Nessuno ci credeva, invece è successo e come ho scritto su facebook sono felice….

L’ULTIMO DEI MOHICANI
A volerla raccontare da giornalista che da ormai 40 anni segue le vicende del territorio, Aurelio è L’ultimo dei Mohicani della prima repubblica. Nato e cresciuto democristiano, rimasto sempre dalla stessa parte nell’evoluzione avuta dalla Dc, ha attraversato da consigliere comunale e assessore ad Anzio, da consigliere provinciale e assessore in Provincia, da dirigente prima e direttore poi in Regione, un’era. Alla sua carriera politica mancava solo la ciliegina sulla torta che adesso è arrivata. L’intesa dopo il primo turno non era scontata, serviva un politico navigato per trovarla e c’è riuscito e gli elettori hanno premiato la scelta. Una squadra tutta nuova, per la quale il sindaco farà da “chioccia”. Non sarà una passeggiata, lo sa, ma la città ha scelto e non può deluderla. Lui, ma tutta la “squadra”. Chi c’è stato dall’inizio e chi è arrivato per il ballottaggio.
LA CAMPAGNA
La strategia è stata chiara: nessun attacco personale agli avversari, riportiamo al centro la politica, parliamo della città e alla città (“Anzio!” si è rivelato una scelta indovinata), rimarchiamo che c’erano altri e non noi dal 1998, puntiamo su una figura autorevole e spendibile come Aurelio, mandiamo messaggi positivi, rimarchiamo la responsabilità politica (il penale è affar loro) dello scioglimento. Mai una nota oltre le righe, l’idea della destra-centro che qualcuno ha fatto notare come un errore è stata un modo (riuscito) per attirare l’attenzione, così come il pensare politico e amministrare civico, qualche video sulle differenze nei programmi. Nell’epoca dei social, delle condivisioni, della disintermediazione, non abbiamo dimenticato che le parole restano importanti e farsi capire ancora di più. Per questo abbiamo ripetuto che il dialogo era centrale.
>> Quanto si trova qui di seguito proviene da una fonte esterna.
//! System-level modules
//!
//! - Logging initialization

pub mod logging;

pub use logging::init_logging;
pub mod shutdown;
pub mod startup;
//! SeaORM storage backend
//!
//! This module provides database storage using SeaORM,
//! supporting SQLite, MySQL/MariaDB, and PostgreSQL.

mod connection;
mod converters;
mod mutations;

use sea_orm::DatabaseConnection;
use tracing::warn;

use crate::config::DatabaseConfig;
use crate::errors::{AnalyticsError, Result};

pub use connection::{connect_generic, connect_postgres, connect_sqlite, run_migrations};
pub use converters::{error_to_active_model, event_to_active_model, session_to_active_model};

/// 从数据库 URL 推断数据库类型
pub fn infer_backend_from_url(database_url: &str) -> Result<String> {
    if database_url.starts_with("sqlite:")
        || database_url.ends_with(".db")
        || database_url.ends_with(".sqlite")
        || database_url == ":memory:"
    {
        Ok("sqlite".to_string())
    } else if database_url.starts_with("mysql://") || database_url.starts_with("mariadb://") {
        Ok("mysql".to_string())
    } else if database_url.starts_with("postgres://") || database_url.starts_with("postgresql://") {
        Ok("postgres".to_string())
    } else {
        Err(AnalyticsError::database_config(format!(
            "无法从 URL 推断数据库类型: {}. 支持的 URL 格式: sqlite://, mysql://, mariadb://, postgres://",
            database_url
        )))
    }
}

/// SeaORM-based storage backend
#[derive(Clone)]
pub struct SeaOrmStorage {
    db: DatabaseConnection,
    backend_name: String,
}

impl SeaOrmStorage {
    /// 连接数据库并运行迁移
    pub async fn new(config: &DatabaseConfig) -> Result<Self> {
        let database_url = config.database_url.as_str();
        if database_url.is_empty() {
            return Err(AnalyticsError::database_config("DATABASE_URL 未设置"));
        }

        let backend_name = infer_backend_from_url(database_url)?;

        let db = match backend_name.as_str() {
            "sqlite" => connect_sqlite(database_url).await?,
            "postgres" => connect_postgres(config).await?,
            _ => connect_generic(config, &backend_name).await?,
        };

        let storage = SeaOrmStorage { db, backend_name };

        run_migrations(&storage.db).await?;

        warn!(
            "{} Storage initialized.",
            storage.backend_name.to_uppercase()
        );
        Ok(storage)
    }

    /// 获取数据库连接（关闭连接池等场景）
    pub fn get_db(&self) -> &DatabaseConnection {
        &self.db
    }
}
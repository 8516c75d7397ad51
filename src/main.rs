use clap::Parser;

use analytics_ingest::cli::{Cli, Commands};
use analytics_ingest::config::{get_config, init_config};
use analytics_ingest::runtime::modes;
use analytics_ingest::system::init_logging;

#[actix_web::main]
async fn main() -> anyhow::Result<()> {
    let cli = Cli::parse();

    // .env 只补充未设置的环境变量
    dotenvy::dotenv().ok();

    let command = cli.command();
    if let Commands::GenerateConfig { output } = &command {
        return modes::run_generate_config(output.as_deref());
    }

    if let Err(e) = init_config(&cli.config) {
        eprintln!("{}", e.format_colored());
        std::process::exit(1);
    }
    let config = get_config();

    let _guard = match init_logging(&config.logging) {
        Ok(guard) => guard,
        Err(e) => {
            eprintln!("{}", e.format_colored());
            std::process::exit(1);
        }
    };

    match command {
        Commands::Serve => modes::run_server().await,
        Commands::Migrate => modes::run_migrate().await,
        Commands::GenerateConfig { .. } => Ok(()),
    }
}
Adesso c’è una grande responsabilità, quella di continuare a farlo perché dire le cose in campagna elettorale è relativamente semplice, mantenerle molto più complesso.
LA GRANDE OCCASIONE
Sindaco e coalizione hanno davanti una possibilità senza precedenti, paragonabile a quello che accadde nel ’98 con l’elezione di De Angelis. In quella campagna elettorale si “sfilarono” dagli schieramenti tradizionali da una parte Piero Marigliani e dall’altra Maria Vittoria Frittelloni. De Angelis arrivò al ballottaggio che aveva 8 voti più dello sfidante, Giovanni Garzia, rappresentante dell’Ulivo, e vinse. Venivamo da due commissariamenti a stretto giro, il primo con Stefano Bertollini sindaco, il secondo con Renzo Mastracci. La città chiedeva un governo stabile e lo trovò, diversi dal centro-sinistra cominciarono a spostarsi (e l’elenco sarebbe lungo…) forti di consensi e preferenze. Ora può accadere il contrario, a patto che ci sia una differenza: non cadere nell’errore del potere fine a se stesso, nelle beghe interne, nell’arroganza del “ho vinto e faccio come mi pare”, nella mancanza di rispetto per l’avversario.
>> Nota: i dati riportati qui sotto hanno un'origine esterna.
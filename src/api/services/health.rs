use actix_web::{HttpResponse, Responder, http::StatusCode, web};
use serde::Serialize;
use std::sync::Arc;
use std::time::{Duration, Instant};
use tracing::{error, info, trace, warn};

use crate::storage::AnalyticsStore;

/// 健康检查设置（启动时间 + 探测超时）
#[derive(Clone, Debug)]
pub struct HealthSettings {
    pub started_at: chrono::DateTime<chrono::Utc>,
    pub probe_timeout: Duration,
}

impl HealthSettings {
    pub fn new(probe_timeout: Duration) -> Self {
        Self {
            started_at: chrono::Utc::now(),
            probe_timeout,
        }
    }
}

#[derive(Debug, Serialize)]
pub struct HealthResponse {
    pub status: &'static str,
    pub timestamp: String,
    pub database: &'static str,
    pub backend: String,
    /// 运行秒数
    pub uptime: u64,
}

#[derive(Debug, Serialize)]
pub struct UnhealthyResponse {
    pub status: &'static str,
    pub timestamp: String,
    pub error: String,
}

/// Health Service
///
/// 数据库探测有超时保护：
/// - 探测返回 true → 200 healthy
/// - 探测返回 false → 200 degraded
/// - 探测未完成 → 503 unhealthy
pub struct HealthService;

impl HealthService {
    pub async fn health_check(
        store: web::Data<Arc<dyn AnalyticsStore>>,
        settings: web::Data<HealthSettings>,
    ) -> impl Responder {
        let start_time = Instant::now();
        trace!("Received health check request");

        let probe = tokio::time::timeout(settings.probe_timeout, store.health_check()).await;
        let now = chrono::Utc::now();

        let Ok(connected) = probe else {
            error!(
                "Database health probe did not complete within {:?}",
                settings.probe_timeout
            );
            return HttpResponse::build(StatusCode::SERVICE_UNAVAILABLE).json(UnhealthyResponse {
                status: "unhealthy",
                timestamp: now.to_rfc3339(),
                error: format!(
                    "database probe timed out after {} ms",
                    settings.probe_timeout.as_millis()
                ),
            });
        };

        if !connected {
            warn!("Database health probe reported disconnected");
        }

        let body = HealthResponse {
            status: if connected { "healthy" } else { "degraded" },
            timestamp: now.to_rfc3339(),
            database: if connected { "connected" } else { "disconnected" },
            backend: store.backend_name().to_string(),
            uptime: (now - settings.started_at).num_seconds().max(0) as u64,
        };

        info!(
            "Health check completed in {:?}, status: {}",
            start_time.elapsed(),
            body.status
        );

        HttpResponse::Ok().json(body)
    }
}

/// 只接受 GET，其他方法走 JSON 404 而不是 405
pub fn health_routes() -> actix_web::Resource {
    web::resource("/health")
        .route(web::get().to(HealthService::health_check))
        .default_service(web::to(super::not_found))
}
Se a destra devono fare una riflessione, è proprio questa: come hanno gestito, negli anni, consensi che ancora oggi le liste hanno dimostrato di avere. Forse le “guerre” alle quali abbiamo assistito (2013 su tutte), in danno alla città, alla fine sono state pagate. Ecco l’errore che non dovrà fare il “campo largo” e civico che sostiene Lo Fazio. Dall’altra parte, può essere quasi un bene aver perso: gruppo consiliare ristretto e praticamente tutto nuovo, giovani con i quali puntare al rinnovamento reale. Gli altri “Mohicani” della prima repubblica sono arrivati al capolinea politico e non hanno eletto propri rappresentanti in Consiglio. E’ il caso che capiscano che è arrivata l’ora di passare la mano.
TRITONE E LA “MALEDIZIONE” DEL PUPAZZO
In tutto questo sono arrivate, con molta calma e tempi poco degni di un paese civile, la sentenza sulle incandidabilità e quella del processo “Tritone”. Quest’ultima, in particolare, ha riconosciuto l’aggravante del metodo mafioso. Io continuo a pensare quello che ho sempre sostenuto e cioè che i risvolti giudiziari esulano da chi ci ha portato a questa condizione e ha precise responsabilità politiche. Per aver fatto mettere il vestito bello a qualche poco di buono, averlo pericolosamente avvicinato alla cosa pubblica, essersi girato altrove. Con la sentenza – al momento di primo grado – si conferma la “maledizione” del pupazzo. Da quando, in piazza Pia, venne messo un manichino che doveva rappresentare Sant’Antonio ma lo faceva a dir poco in modo irriverente, per non dire blasfemo, è successo di tutto a quella maggioranza. Aneddoto a parte, ciò che abbiamo letto nelle carte e quanto emerso al processo sono da brividi e la sensazione è che noi sia finita. Dispiace, sinceramente, che servano anni per arrivare a tanto ma la Dda ha dovuto colmare, non dimentichiamolo, anche numerose lacune della magistratura ordinaria di Velletri che da queste parti si è vista ben poco.
Detto ciò, mi “taccio”. Questo è stato uno spazio di denuncia, di opposizione, di racconto delle cose che non andavano, scoperte di “copia e incolla”. Ho fatto il “cane da guardia” come si conviene a chi svolge il ruolo di giornalista. Aver seguito da vicino la campagna e aver vinto, comporta una riflessione diversa ma tranquilli, il blog non chiude. Intanto si occuperà d’altro (comunicazione, salute….) senza far mancare un occhio sulle vicende cittadine.
ps, ho finalmente avuto modo di conoscere la presidente della commissione straordinaria, Antonella Scolamiero, alla quale mi sono presentato come “il giornalaio“. Abbiamo chiarito le nostre incomprensioni ed è la cosa che fanno le persone perbene. Ho ringraziato lei e gli altri componenti, confermando qualche perplessità sull’operato, riconoscendo che Anzio è una città difficilissima. Con la prefetta Scolamiero abbiamo appuntamento per un pranzo, insieme a una comune conoscente. Non mancherò.